◆ Dataset entries ◆
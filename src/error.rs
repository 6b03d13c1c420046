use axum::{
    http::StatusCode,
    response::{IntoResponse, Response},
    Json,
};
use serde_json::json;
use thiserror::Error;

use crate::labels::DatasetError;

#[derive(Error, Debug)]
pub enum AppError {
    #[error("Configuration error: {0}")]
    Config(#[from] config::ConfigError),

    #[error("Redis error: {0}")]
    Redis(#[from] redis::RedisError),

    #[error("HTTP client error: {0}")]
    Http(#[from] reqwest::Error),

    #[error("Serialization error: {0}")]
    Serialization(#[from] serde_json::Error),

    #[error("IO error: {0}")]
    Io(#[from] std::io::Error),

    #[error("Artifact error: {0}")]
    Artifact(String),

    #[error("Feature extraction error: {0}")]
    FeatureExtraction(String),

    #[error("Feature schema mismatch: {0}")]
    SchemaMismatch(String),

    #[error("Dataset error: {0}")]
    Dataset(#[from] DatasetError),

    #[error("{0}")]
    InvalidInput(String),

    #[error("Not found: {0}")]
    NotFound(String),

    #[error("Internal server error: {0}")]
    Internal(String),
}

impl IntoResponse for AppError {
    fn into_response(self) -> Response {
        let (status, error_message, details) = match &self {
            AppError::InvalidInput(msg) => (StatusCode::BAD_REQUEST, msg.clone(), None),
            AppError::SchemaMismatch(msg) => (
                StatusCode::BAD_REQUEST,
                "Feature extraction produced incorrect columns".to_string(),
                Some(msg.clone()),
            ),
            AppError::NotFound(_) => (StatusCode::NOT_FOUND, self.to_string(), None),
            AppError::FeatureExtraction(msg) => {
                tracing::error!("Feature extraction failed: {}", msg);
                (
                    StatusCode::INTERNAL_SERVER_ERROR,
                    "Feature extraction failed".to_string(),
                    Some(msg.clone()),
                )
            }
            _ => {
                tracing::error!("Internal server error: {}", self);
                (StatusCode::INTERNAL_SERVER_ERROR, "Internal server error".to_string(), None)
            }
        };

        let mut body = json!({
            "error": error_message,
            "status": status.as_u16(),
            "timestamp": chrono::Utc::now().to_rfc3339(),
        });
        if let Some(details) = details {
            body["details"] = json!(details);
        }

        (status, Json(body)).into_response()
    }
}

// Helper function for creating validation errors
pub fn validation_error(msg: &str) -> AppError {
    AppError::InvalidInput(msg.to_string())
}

---

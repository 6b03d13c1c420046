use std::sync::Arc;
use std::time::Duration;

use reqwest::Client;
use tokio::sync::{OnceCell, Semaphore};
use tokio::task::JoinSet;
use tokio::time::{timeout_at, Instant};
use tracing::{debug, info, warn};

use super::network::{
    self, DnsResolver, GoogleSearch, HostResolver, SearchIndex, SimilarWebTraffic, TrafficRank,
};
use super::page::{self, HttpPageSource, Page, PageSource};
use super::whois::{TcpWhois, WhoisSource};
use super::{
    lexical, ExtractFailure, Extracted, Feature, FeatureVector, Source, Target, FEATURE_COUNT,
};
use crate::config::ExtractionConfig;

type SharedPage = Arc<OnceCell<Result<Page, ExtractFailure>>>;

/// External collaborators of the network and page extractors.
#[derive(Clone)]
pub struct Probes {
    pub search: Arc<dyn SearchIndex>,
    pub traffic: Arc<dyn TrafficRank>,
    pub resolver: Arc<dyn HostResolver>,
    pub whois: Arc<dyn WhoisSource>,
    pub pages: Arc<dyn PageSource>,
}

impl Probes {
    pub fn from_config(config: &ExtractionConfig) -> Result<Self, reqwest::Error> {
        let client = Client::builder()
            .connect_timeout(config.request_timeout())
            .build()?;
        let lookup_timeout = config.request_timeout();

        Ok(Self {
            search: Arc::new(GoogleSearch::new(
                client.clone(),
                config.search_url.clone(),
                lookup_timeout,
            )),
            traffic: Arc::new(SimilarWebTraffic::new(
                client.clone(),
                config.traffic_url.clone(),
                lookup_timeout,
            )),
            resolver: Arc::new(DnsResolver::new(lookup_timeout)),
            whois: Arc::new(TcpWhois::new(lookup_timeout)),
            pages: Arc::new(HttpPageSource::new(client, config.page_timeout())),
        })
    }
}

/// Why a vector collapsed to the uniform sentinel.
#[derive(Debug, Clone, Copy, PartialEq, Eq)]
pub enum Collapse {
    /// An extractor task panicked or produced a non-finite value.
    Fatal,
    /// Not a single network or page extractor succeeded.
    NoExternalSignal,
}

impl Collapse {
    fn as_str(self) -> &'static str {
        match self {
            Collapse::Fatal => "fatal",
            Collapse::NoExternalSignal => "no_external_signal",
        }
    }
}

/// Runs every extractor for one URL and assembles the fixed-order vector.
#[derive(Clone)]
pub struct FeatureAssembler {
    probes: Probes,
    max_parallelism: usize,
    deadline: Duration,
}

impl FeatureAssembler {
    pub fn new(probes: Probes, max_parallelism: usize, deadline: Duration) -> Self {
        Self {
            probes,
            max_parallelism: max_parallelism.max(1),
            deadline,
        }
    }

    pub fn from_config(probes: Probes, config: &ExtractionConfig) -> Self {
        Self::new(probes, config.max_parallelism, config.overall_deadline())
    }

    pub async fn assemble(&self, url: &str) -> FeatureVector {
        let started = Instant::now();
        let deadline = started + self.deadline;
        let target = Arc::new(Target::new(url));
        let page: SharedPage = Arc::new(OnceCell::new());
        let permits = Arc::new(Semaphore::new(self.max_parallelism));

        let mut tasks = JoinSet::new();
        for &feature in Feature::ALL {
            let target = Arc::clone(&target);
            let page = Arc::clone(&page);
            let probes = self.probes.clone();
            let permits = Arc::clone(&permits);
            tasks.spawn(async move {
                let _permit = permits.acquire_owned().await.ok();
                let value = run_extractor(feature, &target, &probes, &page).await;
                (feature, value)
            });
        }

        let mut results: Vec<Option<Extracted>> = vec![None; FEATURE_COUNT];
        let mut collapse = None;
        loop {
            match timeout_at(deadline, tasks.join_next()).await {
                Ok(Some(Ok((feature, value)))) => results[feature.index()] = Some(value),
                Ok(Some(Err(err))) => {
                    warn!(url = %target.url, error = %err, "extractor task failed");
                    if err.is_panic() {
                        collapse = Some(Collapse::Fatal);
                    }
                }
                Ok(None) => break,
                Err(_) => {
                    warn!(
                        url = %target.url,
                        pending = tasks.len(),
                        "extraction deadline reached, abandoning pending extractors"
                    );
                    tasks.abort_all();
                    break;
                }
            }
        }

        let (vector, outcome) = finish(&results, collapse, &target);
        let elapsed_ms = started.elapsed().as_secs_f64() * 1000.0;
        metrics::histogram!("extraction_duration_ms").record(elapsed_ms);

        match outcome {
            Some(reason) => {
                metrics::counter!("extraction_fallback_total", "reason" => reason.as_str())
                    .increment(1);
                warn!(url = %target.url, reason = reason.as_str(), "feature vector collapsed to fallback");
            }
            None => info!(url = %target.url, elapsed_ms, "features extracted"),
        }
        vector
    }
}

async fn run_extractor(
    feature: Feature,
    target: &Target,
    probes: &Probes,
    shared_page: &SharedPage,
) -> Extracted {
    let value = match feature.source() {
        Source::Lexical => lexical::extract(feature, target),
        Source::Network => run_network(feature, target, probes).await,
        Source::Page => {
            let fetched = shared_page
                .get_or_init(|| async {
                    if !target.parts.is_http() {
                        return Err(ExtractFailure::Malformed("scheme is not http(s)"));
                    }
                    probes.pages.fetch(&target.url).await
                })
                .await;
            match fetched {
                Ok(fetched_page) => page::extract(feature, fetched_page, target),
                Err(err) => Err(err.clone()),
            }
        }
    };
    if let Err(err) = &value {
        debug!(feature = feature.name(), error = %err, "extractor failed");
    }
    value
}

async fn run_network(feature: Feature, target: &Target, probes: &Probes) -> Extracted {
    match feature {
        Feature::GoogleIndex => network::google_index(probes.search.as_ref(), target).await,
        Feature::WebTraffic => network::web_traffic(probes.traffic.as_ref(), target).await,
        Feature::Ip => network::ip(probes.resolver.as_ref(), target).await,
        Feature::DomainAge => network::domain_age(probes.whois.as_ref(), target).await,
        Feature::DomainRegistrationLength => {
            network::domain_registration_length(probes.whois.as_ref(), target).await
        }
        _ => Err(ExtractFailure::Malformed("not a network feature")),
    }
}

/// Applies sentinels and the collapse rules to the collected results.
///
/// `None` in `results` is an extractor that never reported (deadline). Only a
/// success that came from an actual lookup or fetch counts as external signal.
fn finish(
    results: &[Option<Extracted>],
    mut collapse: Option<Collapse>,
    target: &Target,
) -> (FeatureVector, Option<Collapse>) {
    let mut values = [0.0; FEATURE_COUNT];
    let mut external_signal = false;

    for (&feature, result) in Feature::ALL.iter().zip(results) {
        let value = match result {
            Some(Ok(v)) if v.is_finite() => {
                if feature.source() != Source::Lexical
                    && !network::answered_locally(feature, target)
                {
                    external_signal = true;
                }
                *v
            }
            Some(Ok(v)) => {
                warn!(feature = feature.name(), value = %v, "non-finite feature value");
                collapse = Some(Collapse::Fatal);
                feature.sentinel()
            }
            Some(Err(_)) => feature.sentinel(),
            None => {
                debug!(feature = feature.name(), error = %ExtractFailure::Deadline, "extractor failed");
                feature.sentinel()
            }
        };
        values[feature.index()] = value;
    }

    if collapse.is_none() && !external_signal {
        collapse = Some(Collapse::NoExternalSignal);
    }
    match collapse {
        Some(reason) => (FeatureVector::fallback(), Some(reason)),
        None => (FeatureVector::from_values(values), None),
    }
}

* * *

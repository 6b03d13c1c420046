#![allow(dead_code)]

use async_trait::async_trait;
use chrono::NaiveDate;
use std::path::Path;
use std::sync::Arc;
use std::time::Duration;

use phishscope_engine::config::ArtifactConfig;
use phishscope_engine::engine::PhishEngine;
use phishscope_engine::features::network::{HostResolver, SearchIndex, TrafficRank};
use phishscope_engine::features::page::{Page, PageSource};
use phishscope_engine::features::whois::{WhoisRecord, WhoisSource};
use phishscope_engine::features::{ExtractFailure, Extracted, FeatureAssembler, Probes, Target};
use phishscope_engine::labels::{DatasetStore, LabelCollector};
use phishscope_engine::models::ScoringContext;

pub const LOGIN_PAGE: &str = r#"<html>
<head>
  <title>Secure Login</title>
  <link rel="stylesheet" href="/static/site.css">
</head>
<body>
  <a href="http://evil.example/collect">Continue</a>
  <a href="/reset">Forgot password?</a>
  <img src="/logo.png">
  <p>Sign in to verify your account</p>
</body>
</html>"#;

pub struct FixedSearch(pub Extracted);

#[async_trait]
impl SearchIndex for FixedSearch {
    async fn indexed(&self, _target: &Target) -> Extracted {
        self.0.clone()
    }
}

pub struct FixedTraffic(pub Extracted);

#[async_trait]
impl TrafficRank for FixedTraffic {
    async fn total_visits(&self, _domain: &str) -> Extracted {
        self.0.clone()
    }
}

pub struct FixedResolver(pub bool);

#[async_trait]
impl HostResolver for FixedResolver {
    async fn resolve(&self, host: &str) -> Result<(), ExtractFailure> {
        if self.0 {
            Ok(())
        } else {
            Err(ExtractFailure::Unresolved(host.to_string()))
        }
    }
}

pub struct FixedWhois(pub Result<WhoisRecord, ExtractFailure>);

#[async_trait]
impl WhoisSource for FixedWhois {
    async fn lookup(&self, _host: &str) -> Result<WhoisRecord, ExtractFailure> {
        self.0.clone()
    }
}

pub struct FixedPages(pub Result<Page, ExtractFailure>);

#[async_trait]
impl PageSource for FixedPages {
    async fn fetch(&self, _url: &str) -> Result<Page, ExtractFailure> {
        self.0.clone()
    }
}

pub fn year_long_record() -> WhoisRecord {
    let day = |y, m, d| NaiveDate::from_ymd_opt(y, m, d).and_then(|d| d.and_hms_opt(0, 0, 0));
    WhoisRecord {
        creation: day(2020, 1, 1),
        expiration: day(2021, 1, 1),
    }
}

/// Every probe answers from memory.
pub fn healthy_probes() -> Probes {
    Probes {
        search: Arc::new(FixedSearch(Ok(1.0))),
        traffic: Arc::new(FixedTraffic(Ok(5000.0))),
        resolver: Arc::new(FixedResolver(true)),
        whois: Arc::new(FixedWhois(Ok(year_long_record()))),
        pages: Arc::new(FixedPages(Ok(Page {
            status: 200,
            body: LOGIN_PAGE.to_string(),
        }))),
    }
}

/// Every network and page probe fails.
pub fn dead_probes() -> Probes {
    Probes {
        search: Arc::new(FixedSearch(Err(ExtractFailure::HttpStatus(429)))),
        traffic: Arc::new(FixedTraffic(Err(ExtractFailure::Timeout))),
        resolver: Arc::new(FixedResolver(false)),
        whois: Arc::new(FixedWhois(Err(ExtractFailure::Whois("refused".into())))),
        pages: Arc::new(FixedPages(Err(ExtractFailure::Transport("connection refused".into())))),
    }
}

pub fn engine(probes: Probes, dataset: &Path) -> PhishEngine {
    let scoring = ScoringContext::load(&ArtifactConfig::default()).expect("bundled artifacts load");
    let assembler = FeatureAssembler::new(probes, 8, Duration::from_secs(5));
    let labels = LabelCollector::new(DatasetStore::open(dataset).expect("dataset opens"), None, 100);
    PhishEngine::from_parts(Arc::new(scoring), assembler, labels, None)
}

◆ Instructions for the task ◆
Your answer should be the lines above from the one containing "pub fn from_config(probes: Probes, config: &ExtractionConfig)" through the one containing "let probes = self.probes.clone();", copied exactly and with both ends kept.

◆ Response ◆
    pub fn from_config(probes: Probes, config: &ExtractionConfig) -> Self {
        Self::new(probes, config.max_parallelism, config.overall_deadline())
    }

    pub async fn assemble(&self, url: &str) -> FeatureVector {
        let started = Instant::now();
        let deadline = started + self.deadline;
        let target = Arc::new(Target::new(url));
        let page: SharedPage = Arc::new(OnceCell::new());
        let permits = Arc::new(Semaphore::new(self.max_parallelism));

        let mut tasks = JoinSet::new();
        for &feature in Feature::ALL {
            let target = Arc::clone(&target);
            let page = Arc::clone(&page);
            let probes = self.probes.clone();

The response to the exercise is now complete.